Beyond purchasing agreements, there are other kinds of binding agreements that can drive real impact. BMW, for example, has invested directly in Boston Metals to support the development of fossil fuel-free steel production. Investments like these demonstrate that automakers are proactively building new supply chains, instead of passively waiting for these industries to act on their own.

Full coverage

Second, automakers should pursue these kinds of arrangements everywhere where they have a manufacturing footprint.

Automakers that solely sign agreements for facilities located in economies where supply chains are already well-developed — to the exclusion of regions where the transition is still nascent — are passive actors, and are failing to drive industry-wide transformation. 

Ford, for example, has signed commitments to purchase green steel for their European facilities, but so far has not signed agreements for production facilities outside the region. Mercedes-Benz, though, is leading in this respect; its 50,000-ton agreement covers facilities in the United States as well as Europe, and the company has also signed a deal to purchase hydrogen-based steel for its Chinese joint venture. 

The ambition imperative 

Last, the agreements must be ambitious enough to be technology-forcing and lead industries towards full decarbonization. EV makers must avoid using their purchasing power to further false solutions. These include partial changes that keep production processes fundamentally reliant on the same fossil-fuel based technologies. 

For instance, a blast furnace at a steel mill that installs a new system to efficiently reuse its waste gas may eliminate a share of a facility’s overall climate footprint. But this cannot reduce emissions to the levels necessary to mitigate climate change because a blast furnace is intrinsically dependent on consuming coal. 
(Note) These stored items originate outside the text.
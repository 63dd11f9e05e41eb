pub mod config;
pub mod maintenance;
pub mod observability;
pub mod server;

pub use config::{AppConfig, LoggingConfig, LoginConfig, ServerConfig};
pub use maintenance::Maintenance;
pub use observability::init_tracing;
pub use server::{DeciServer, ServerBuilder, Services, build_app};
In more egregious cases, steel and aluminum companies can obfuscate their emissions accounting to label their materials as “clean” without making any fundamental changes. Agreements signed by companies such as Nissan and Toyota for “low-carbon” products like these neutralizes their transformative power to drive change.

Automakers should instead prioritize ambitious agreements that bring new technologies that do not use fossil fuels to market. Volvo, for example, has now signed agreements to help bring zero-carbon steel and aluminum technologies to scale.

The effort to mitigate climate change is more urgent than ever before. And in the U.S., substantial public funding is available for industry players that are willing to adapt. At this moment, we need companies to be more ambitious. 

The Lead the Charge campaign looks forward to showcasing the most substantive, far-reaching, and ambitious commitments made in 2024 in its forthcoming assessment of the auto industry, poised for publication in early 2025.

Yong Kwon is the senior policy advisor on the Sierra Club’s industrial transformation campaign. The opinions represented in this article are solely those of the author and do not reflect the views of Latitude Media or any of its staff.